Occupy Portland bike swarm-10-9
(Photo © J. Maus/BikePortland)

If you want to stage a violent protest or go to war, don’t do it on bicycles. Bicycles are inherently non-violent.

Last month, a gang of indignant and ignorant motorcycle riders decided to stage an armed protest outside a Phoenix mosque against the “tyranny of Islam” in response to an incident where two Arizona residents were killed by police outside a Muhammed cartoon-drawing contest in suburban Dallas.

“Armed Bikers Plan Anti-Muslim Protest Outside Arizona Mosque,” headlines read. The protesters strutted in front of the mosque during Friday prayer in t-shirts that said “Fuck Islam” while brandishing firearms.

I was shocked and dismayed by the hate and bigotry. But the headlines got me thinking: what is it about bicycling — in contrast to motorcycling or driving — that is incongruent with what happened in Arizona?

Put another way: what is it about cartoons like this that make us laugh?

There are two parts to a possible answer.
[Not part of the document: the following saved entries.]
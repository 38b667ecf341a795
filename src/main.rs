use std::process::ExitCode;

use clap::{Parser, Subcommand};
use enrolment_assistant::Result;
use enrolment_assistant::commands::{ask_question, load_config, run_chat, run_index, show_status};
use enrolment_assistant::config::{run_interactive_config, show_config};

#[derive(Parser)]
#[command(name = "enrolment-assistant")]
#[command(about = "Question answering over course enrolment documents")]
#[command(version)]
struct Cli {
    #[command(subcommand)]
    command: Commands,
}

#[derive(Subcommand)]
enum Commands {
    /// Configure the service endpoint, models and chunking
    Config {
        /// Show current configuration
        #[arg(long)]
        show: bool,
    },
    /// Build the knowledge index from the documents directory
    Index,
    /// Start an interactive chat session
    Chat,
    /// Answer a single question and exit
    Ask {
        /// The question to answer
        question: String,
    },
    /// Show configuration, index and service status
    Status,
}

#[tokio::main]
async fn main() -> Result<ExitCode> {
    tracing_subscriber::fmt()
        .with_env_filter(tracing_subscriber::EnvFilter::from_default_env())
        .with_writer(std::io::stderr)
        .init();

    let cli = Cli::parse();

    match cli.command {
        Commands::Config { show } => {
            if show {
                show_config()?;
            } else {
                run_interactive_config()?;
            }
        }
        Commands::Index => {
            let config = load_config()?;
            if run_index(&config).await.is_err() {
                return Ok(ExitCode::FAILURE);
            }
        }
        Commands::Chat => {
            run_chat(&load_config()?).await?;
        }
        Commands::Ask { question } => {
            if !ask_question(&load_config()?, &question).await? {
                return Ok(ExitCode::FAILURE);
            }
        }
        Commands::Status => {
            show_status(&load_config()?).await?;
        }
    }

    Ok(ExitCode::SUCCESS)
}
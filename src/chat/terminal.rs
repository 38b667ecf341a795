use anyhow::{Context, Result};
use console::{Term, style};
use dialoguer::Input;
use dialoguer::theme::ColorfulTheme;
use tracing::debug;

use super::{
    ChatSession, HEADER_SUBTITLE, HEADER_TITLE, INPUT_PLACEHOLDER, SubmitOutcome,
    render_transcript,
};
use crate::embeddings::Embedder;
use crate::generation::Generator;

/// Run the interactive chat until input is closed
#[inline]
pub async fn run_chat<E: Embedder, G: Generator>(session: &mut ChatSession<E, G>) -> Result<()> {
    let term = Term::stdout();
    let theme = ColorfulTheme::default();
    let mut warning: Option<&'static str> = None;

    session.greet();

    loop {
        draw_screen(&term, session, warning.take())?;

        let input: String = match Input::with_theme(&theme)
            .with_prompt(format!("Your question ({})", INPUT_PLACEHOLDER))
            .allow_empty(true)
            .interact_text_on(&term)
        {
            Ok(input) => input,
            Err(e) => {
                debug!("Input closed: {}", e);
                break;
            }
        };

        if !input.trim().is_empty() {
            term.write_line(&style("Thinking...").dim().to_string())
                .context("Failed to write to terminal")?;
        }

        match session.submit(&input).await {
            SubmitOutcome::Rejected { warning: message } => warning = Some(message),
            SubmitOutcome::Duplicate => debug!("Question repeated, nothing to do"),
            SubmitOutcome::Answered(answer) => {
                debug!("Answer drew on {} sources", answer.sources.len());
            }
            SubmitOutcome::Failed(e) => debug!("Question failed: {}", e),
        }
    }

    term.write_line("Goodbye!")
        .context("Failed to write to terminal")?;
    Ok(())
}

fn draw_screen<E: Embedder, G: Generator>(
    term: &Term,
    session: &ChatSession<E, G>,
    warning: Option<&str>,
) -> Result<()> {
    if term.is_term() {
        term.clear_screen().context("Failed to clear terminal")?;
    }

    let (_, columns) = term.size();

    term.write_line(&style(HEADER_TITLE).bold().cyan().to_string())?;
    term.write_line(&style(HEADER_SUBTITLE).dim().to_string())?;
    term.write_line("")?;

    if let Some(error) = session.engine().load_error() {
        term.write_line(
            &style(format!("Error loading knowledge base: {}", error))
                .red()
                .to_string(),
        )?;
        term.write_line("")?;
    }

    for line in render_transcript(session.transcript().entries(), usize::from(columns)) {
        term.write_line(&line)?;
    }

    if let Some(warning) = warning {
        term.write_line(&style(warning).yellow().to_string())?;
    }

    Ok(())
}
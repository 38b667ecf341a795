// Generation module
// Prompt construction and the language-model completion seam


use anyhow::Result;
use itertools::Itertools;

/// Produces a completion for a prompt
pub trait Generator {
    fn complete(&self, prompt: &str) -> Result<String>;
}

impl<T: Generator + ?Sized> Generator for &T {
    #[inline]
    fn complete(&self, prompt: &str) -> Result<String> {
        (**self).complete(prompt)
    }
}

const PROMPT_PREAMBLE: &str = "Use the following pieces of context to answer the question at the end. \
If you don't know the answer, just say that you don't know, don't try to make up an answer.";

/// Stuff every retrieved passage into a single question-answering prompt
#[inline]
pub fn build_prompt<'a, I>(question: &str, passages: I) -> String
where
    I: IntoIterator<Item = &'a str>,
{
    let context = passages.into_iter().join("\n\n");

    format!(
        "{}\n\n{}\n\nQuestion: {}\nHelpful Answer:",
        PROMPT_PREAMBLE, context, question
    )
}
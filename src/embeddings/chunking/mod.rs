#[cfg(test)]
mod tests;

use serde::{Deserialize, Serialize};
use tracing::{debug, trace};

use crate::documents::Document;

/// Separators tried in order when looking for a place to end a chunk
const SEPARATORS: [&str; 3] = ["\n\n", "\n", " "];

/// Represents a chunk of a document ready for embedding
#[derive(Debug, Clone, PartialEq, Eq)]
pub struct ContentChunk {
    /// The chunk text, an exact substring of the source document
    pub content: String,
    /// Identifier of the source document (its file path)
    pub source: String,
    /// The index of this chunk within its document
    pub chunk_index: usize,
    /// Length of `content` in chars
    pub char_count: usize,
}

/// Configuration for document chunking
#[derive(Debug, Clone, Copy, Serialize, Deserialize, PartialEq, Eq)]
#[serde(default)]
pub struct ChunkingConfig {
    /// Maximum chunk length in chars
    pub chunk_size: usize,
    /// Chars shared between consecutive chunks of the same document
    pub chunk_overlap: usize,
}

impl Default for ChunkingConfig {
    #[inline]
    fn default() -> Self {
        Self {
            chunk_size: 2000,
            chunk_overlap: 400,
        }
    }
}

/// Chunk a document into embedding-ready pieces
#[inline]
pub fn chunk_document(document: &Document, config: &ChunkingConfig) -> Vec<ContentChunk> {
    let source = document.source_id();
    let chunks: Vec<ContentChunk> = split_text(&document.text, config)
        .into_iter()
        .enumerate()
        .map(|(chunk_index, content)| ContentChunk {
            char_count: content.chars().count(),
            content,
            source: source.clone(),
            chunk_index,
        })
        .collect();

    debug!(
        "Chunked document '{}' into {} chunks (avg {} chars)",
        source,
        chunks.len(),
        chunks.iter().map(|c| c.char_count).sum::<usize>() / chunks.len().max(1)
    );

    chunks
}

/// Split text into overlapping windows of at most `chunk_size` chars.
///
/// Each window ends at the last paragraph break, line break or space that
/// leaves more than `chunk_overlap` chars in the window, falling back to a
/// hard cut. The next window starts `chunk_overlap` chars before that end,
/// so neighbouring windows share exactly `chunk_overlap` chars. Windows that
/// hold only whitespace are dropped.
#[inline]
pub fn split_text(text: &str, config: &ChunkingConfig) -> Vec<String> {
    if text.trim().is_empty() || config.chunk_size == 0 {
        return Vec::new();
    }

    // Byte offset of every char, plus the end of the text
    let offsets: Vec<usize> = text
        .char_indices()
        .map(|(offset, _)| offset)
        .chain(std::iter::once(text.len()))
        .collect();
    let total_chars = offsets.len() - 1;
    let overlap = config.chunk_overlap.min(config.chunk_size - 1);

    let mut chunks = Vec::new();
    let mut start = 0;

    loop {
        let window_end = (start + config.chunk_size).min(total_chars);
        let end = if window_end == total_chars {
            total_chars
        } else {
            find_break(text, &offsets, start + overlap, start, window_end)
        };

        let chunk = char_slice(text, &offsets, start, end);
        if chunk.trim().is_empty() {
            trace!("Skipping whitespace-only window at char {}", start);
        } else {
            chunks.push(chunk.to_string());
        }

        if end == total_chars {
            break;
        }
        start = end - overlap;
    }

    chunks
}

/// Find the preferred chunk end in `start..=window_end`, strictly after `min_end`
fn find_break(
    text: &str,
    offsets: &[usize],
    min_end: usize,
    start: usize,
    window_end: usize,
) -> usize {
    let window = char_slice(text, offsets, start, window_end);
    let window_offset = offsets[start];

    for separator in SEPARATORS {
        let Some(position) = window.rfind(separator) else {
            continue;
        };
        let break_byte = window_offset + position + separator.len();
        if let Ok(break_char) = offsets.binary_search(&break_byte) {
            if break_char > min_end {
                return break_char;
            }
        }
    }

    window_end
}

#[expect(
    clippy::string_slice,
    reason = "offsets are collected from char_indices and always fall on char boundaries"
)]
fn char_slice<'a>(text: &'a str, offsets: &[usize], start: usize, end: usize) -> &'a str {
    &text[offsets[start]..offsets[end]]
}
One is that it’s pretty hard to kill someone with a bicycle. The scale and speed of bicycles is intimately connected with the actual ability of the human body, and therefore it is much harder to perpetrate serious violence with it. On the other hand, a vehicle that can go 100 miles an hour gives people enormous power and tremendous force, a force that kills 30,000 Americans every year.
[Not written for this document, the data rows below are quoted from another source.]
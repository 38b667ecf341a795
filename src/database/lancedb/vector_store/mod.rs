
use super::{ChunkMetadata, IndexRecord};
use crate::AssistantError;
use arrow::array::{
    Array, FixedSizeListArray, Float32Array, RecordBatchIterator, StringArray, UInt32Array,
};
use arrow::datatypes::{DataType, Field, Schema};
use arrow::record_batch::RecordBatch;
use futures::TryStreamExt;
use lancedb::query::{ExecutableQuery, QueryBase};
use lancedb::{Connection, Table};
use std::path::{Path, PathBuf};
use std::sync::Arc;
use tracing::{debug, info};

const TABLE_NAME: &str = "chunks";

/// Vector index over document chunks, persisted as a LanceDB directory
pub struct VectorStore {
    table: Table,
    path: PathBuf,
    vector_dimension: usize,
}

/// Search result from vector similarity search
#[derive(Debug, Clone)]
pub struct SearchResult {
    pub chunk_metadata: ChunkMetadata,
    pub distance: f32,
}

impl VectorStore {
    /// Create a fresh, empty index at `path`, replacing anything already there
    ///
    /// # Arguments
    /// * `path` - Directory for the LanceDB database
    /// * `vector_dimension` - Length of every embedding that will be stored
    ///
    /// # Returns
    /// * `Result<Self, AssistantError>` - New VectorStore instance or error
    #[inline]
    pub async fn create(path: &Path, vector_dimension: usize) -> Result<Self, AssistantError> {
        if vector_dimension == 0 {
            return Err(AssistantError::Index(
                "Vector dimension must be greater than zero".to_string(),
            ));
        }

        if path.exists() {
            debug!("Removing existing database at {:?}", path);
            std::fs::remove_dir_all(path).map_err(|e| {
                AssistantError::Index(format!("Failed to clear index directory: {}", e))
            })?;
        }

        let connection = Self::connect(path).await?;

        let table = connection
            .create_empty_table(TABLE_NAME, create_schema(vector_dimension))
            .execute()
            .await
            .map_err(|e| AssistantError::Index(format!("Failed to create table: {}", e)))?;

        info!(
            "Created index at {:?} with {} dimensions",
            path, vector_dimension
        );

        Ok(Self {
            table,
            path: path.to_path_buf(),
            vector_dimension,
        })
    }

    /// Open an existing index for querying
    ///
    /// # Arguments
    /// * `path` - Directory of a database written by [`VectorStore::create`]
    ///
    /// # Returns
    /// * `Result<Self, AssistantError>` - Opened VectorStore or error
    #[inline]
    pub async fn open(path: &Path) -> Result<Self, AssistantError> {
        if !path.is_dir() {
            return Err(AssistantError::Index(format!(
                "Index not found at {}",
                path.display()
            )));
        }

        let connection = Self::connect(path).await?;

        let table_names = connection
            .table_names()
            .execute()
            .await
            .map_err(|e| AssistantError::Index(format!("Failed to list tables: {}", e)))?;

        if !table_names.iter().any(|name| name == TABLE_NAME) {
            return Err(AssistantError::Index(format!(
                "Index at {} has no '{}' table",
                path.display(),
                TABLE_NAME
            )));
        }

        let table = connection
            .open_table(TABLE_NAME)
            .execute()
            .await
            .map_err(|e| AssistantError::Index(format!("Failed to open table: {}", e)))?;

        let vector_dimension = detect_vector_dimension(&table).await?;
        info!(
            "Opened index at {:?} ({} dimensions)",
            path, vector_dimension
        );

        Ok(Self {
            table,
            path: path.to_path_buf(),
            vector_dimension,
        })
    }

    async fn connect(path: &Path) -> Result<Connection, AssistantError> {
        let uri = path.to_string_lossy();
        debug!("Connecting to LanceDB at {}", uri);

        lancedb::connect(&uri)
            .execute()
            .await
            .map_err(|e| AssistantError::Index(format!("Failed to connect to LanceDB: {}", e)))
    }

    #[inline]
    pub fn path(&self) -> &Path {
        &self.path
    }

    #[inline]
    pub fn vector_dimension(&self) -> usize {
        self.vector_dimension
    }

    /// Store multiple records in a batch
    ///
    /// # Arguments
    /// * `records` - Records whose vectors all match the index dimension
    ///
    /// # Returns
    /// * `Result<(), AssistantError>` - Success or error
    #[inline]
    pub async fn store_records(&mut self, records: &[IndexRecord]) -> Result<(), AssistantError> {
        if records.is_empty() {
            debug!("No records to store");
            return Ok(());
        }

        if let Some(record) = records
            .iter()
            .find(|r| r.vector.len() != self.vector_dimension)
        {
            return Err(AssistantError::Index(format!(
                "Record {} has {} dimensions, index expects {}",
                record.id,
                record.vector.len(),
                self.vector_dimension
            )));
        }

        debug!("Storing batch of {} records", records.len());

        let record_batch = self.create_record_batch(records)?;
        let schema = record_batch.schema();
        let reader = RecordBatchIterator::new(std::iter::once(Ok(record_batch)), schema);

        self.table
            .add(reader)
            .execute()
            .await
            .map_err(|e| AssistantError::Index(format!("Failed to insert records: {}", e)))?;

        debug!("Stored {} records", records.len());
        Ok(())
    }

    /// Create a RecordBatch from index records
    fn create_record_batch(&self, records: &[IndexRecord]) -> Result<RecordBatch, AssistantError> {
        let len = records.len();
        let vector_dim = self.vector_dimension;

        let mut ids = Vec::with_capacity(len);
        let mut flat_values = Vec::with_capacity(len * vector_dim);
        let mut sources = Vec::with_capacity(len);
        let mut chunk_indices = Vec::with_capacity(len);
        let mut contents = Vec::with_capacity(len);
        let mut created_ats = Vec::with_capacity(len);

        for record in records {
            ids.push(record.id.as_str());
            flat_values.extend_from_slice(&record.vector);
            sources.push(record.metadata.source.as_str());
            chunk_indices.push(record.metadata.chunk_index);
            contents.push(record.metadata.content.as_str());
            created_ats.push(record.metadata.created_at.as_str());
        }

        let values_array = Float32Array::from(flat_values);
        let field = Arc::new(Field::new("item", DataType::Float32, true));
        let vector_array = FixedSizeListArray::try_new(
            field,
            dimension_as_i32(vector_dim)?,
            Arc::new(values_array),
            None,
        )
        .map_err(|e| AssistantError::Index(format!("Failed to create vector array: {}", e)))?;

        let arrays: Vec<Arc<dyn Array>> = vec![
            Arc::new(StringArray::from(ids)),
            Arc::new(vector_array),
            Arc::new(StringArray::from(sources)),
            Arc::new(UInt32Array::from(chunk_indices)),
            Arc::new(StringArray::from(contents)),
            Arc::new(StringArray::from(created_ats)),
        ];

        RecordBatch::try_new(create_schema(vector_dim), arrays)
            .map_err(|e| AssistantError::Index(format!("Failed to create record batch: {}", e)))
    }

    /// Search for the chunks nearest to `query_vector`, closest first
    ///
    /// # Arguments
    /// * `query_vector` - The query vector to search for
    /// * `limit` - Maximum number of results to return
    ///
    /// # Returns
    /// * `Result<Vec<SearchResult>, AssistantError>` - Search results or error
    #[inline]
    pub async fn search_similar(
        &self,
        query_vector: &[f32],
        limit: usize,
    ) -> Result<Vec<SearchResult>, AssistantError> {
        debug!("Searching for similar vectors with limit: {}", limit);

        if query_vector.len() != self.vector_dimension {
            return Err(AssistantError::Index(format!(
                "Query has {} dimensions, index expects {}",
                query_vector.len(),
                self.vector_dimension
            )));
        }

        let mut results = self
            .table
            .vector_search(query_vector)
            .map_err(|e| AssistantError::Index(format!("Failed to create vector search: {}", e)))?
            .column("vector")
            .limit(limit)
            .execute()
            .await
            .map_err(|e| AssistantError::Index(format!("Failed to execute search: {}", e)))?;

        let mut search_results = Vec::new();
        while let Some(batch) = results
            .try_next()
            .await
            .map_err(|e| AssistantError::Index(format!("Failed to read result stream: {}", e)))?
        {
            search_results.extend(parse_search_batch(&batch)?);
        }

        search_results.sort_by(|a, b| a.distance.total_cmp(&b.distance));
        search_results.truncate(limit);

        debug!("Parsed {} search results", search_results.len());
        Ok(search_results)
    }

    /// Get the total number of records stored
    ///
    /// # Returns
    /// * `Result<u64, AssistantError>` - Total count or error
    #[inline]
    pub async fn count_records(&self) -> Result<u64, AssistantError> {
        let count = self
            .table
            .count_rows(None)
            .await
            .map_err(|e| AssistantError::Index(format!("Failed to count rows: {}", e)))?;

        Ok(count as u64)
    }
}

/// Create schema with the specified vector dimension
fn create_schema(vector_dim: usize) -> Arc<Schema> {
    Arc::new(Schema::new(vec![
        Field::new("id", DataType::Utf8, false),
        Field::new(
            "vector",
            DataType::FixedSizeList(
                Arc::new(Field::new("item", DataType::Float32, true)),
                i32::try_from(vector_dim).unwrap_or(i32::MAX),
            ),
            false,
        ),
        Field::new("source", DataType::Utf8, false),
        Field::new("chunk_index", DataType::UInt32, false),
        Field::new("content", DataType::Utf8, false),
        Field::new("created_at", DataType::Utf8, false),
    ]))
}

fn dimension_as_i32(vector_dim: usize) -> Result<i32, AssistantError> {
    i32::try_from(vector_dim)
        .map_err(|_| AssistantError::Index(format!("Vector dimension {} is too large", vector_dim)))
}

/// Detect vector dimension from existing table schema
async fn detect_vector_dimension(table: &Table) -> Result<usize, AssistantError> {
    let schema = table
        .schema()
        .await
        .map_err(|e| AssistantError::Index(format!("Failed to get table schema: {}", e)))?;

    for field in schema.fields() {
        if field.name() == "vector" {
            if let DataType::FixedSizeList(_, size) = field.data_type() {
                return usize::try_from(*size).map_err(|_| {
                    AssistantError::Index(format!("Invalid vector dimension: {}", size))
                });
            }
        }
    }

    Err(AssistantError::Index(
        "Could not find vector column or determine dimension".to_string(),
    ))
}

fn string_column<'a>(batch: &'a RecordBatch, name: &str) -> Result<&'a StringArray, AssistantError> {
    batch
        .column_by_name(name)
        .ok_or_else(|| AssistantError::Index(format!("Missing {} column", name)))?
        .as_any()
        .downcast_ref::<StringArray>()
        .ok_or_else(|| AssistantError::Index(format!("Invalid {} column type", name)))
}

/// Parse a single record batch from search results
fn parse_search_batch(batch: &RecordBatch) -> Result<Vec<SearchResult>, AssistantError> {
    let sources = string_column(batch, "source")?;
    let contents = string_column(batch, "content")?;
    let created_ats = string_column(batch, "created_at")?;

    let chunk_indices = batch
        .column_by_name("chunk_index")
        .ok_or_else(|| AssistantError::Index("Missing chunk_index column".to_string()))?
        .as_any()
        .downcast_ref::<UInt32Array>()
        .ok_or_else(|| AssistantError::Index("Invalid chunk_index column type".to_string()))?;

    let distances = batch
        .column_by_name("_distance")
        .and_then(|col| col.as_any().downcast_ref::<Float32Array>());

    let results = (0..batch.num_rows())
        .map(|row| SearchResult {
            chunk_metadata: ChunkMetadata {
                source: sources.value(row).to_string(),
                chunk_index: chunk_indices.value(row),
                content: contents.value(row).to_string(),
                created_at: created_ats.value(row).to_string(),
            },
            distance: distances
                .map_or(0.0, |d| if d.is_null(row) { 0.0 } else { d.value(row) }),
        })
        .collect();

    Ok(results)
}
In Arizona, the protesters used their motorcycles as a tool for intimidation. Bicycles aren’t very good at being intimidating. In his book, One Less Car: Bicycling and the Politics of Automobility, Zack Furness points out that “in the few cases where adult bicycles are featured in the mainstream media, they are generally portrayed as being far outside the mainstream, most are depicted as childish men, eccentrics, sexually odd character, geeks, and/or financial failures.”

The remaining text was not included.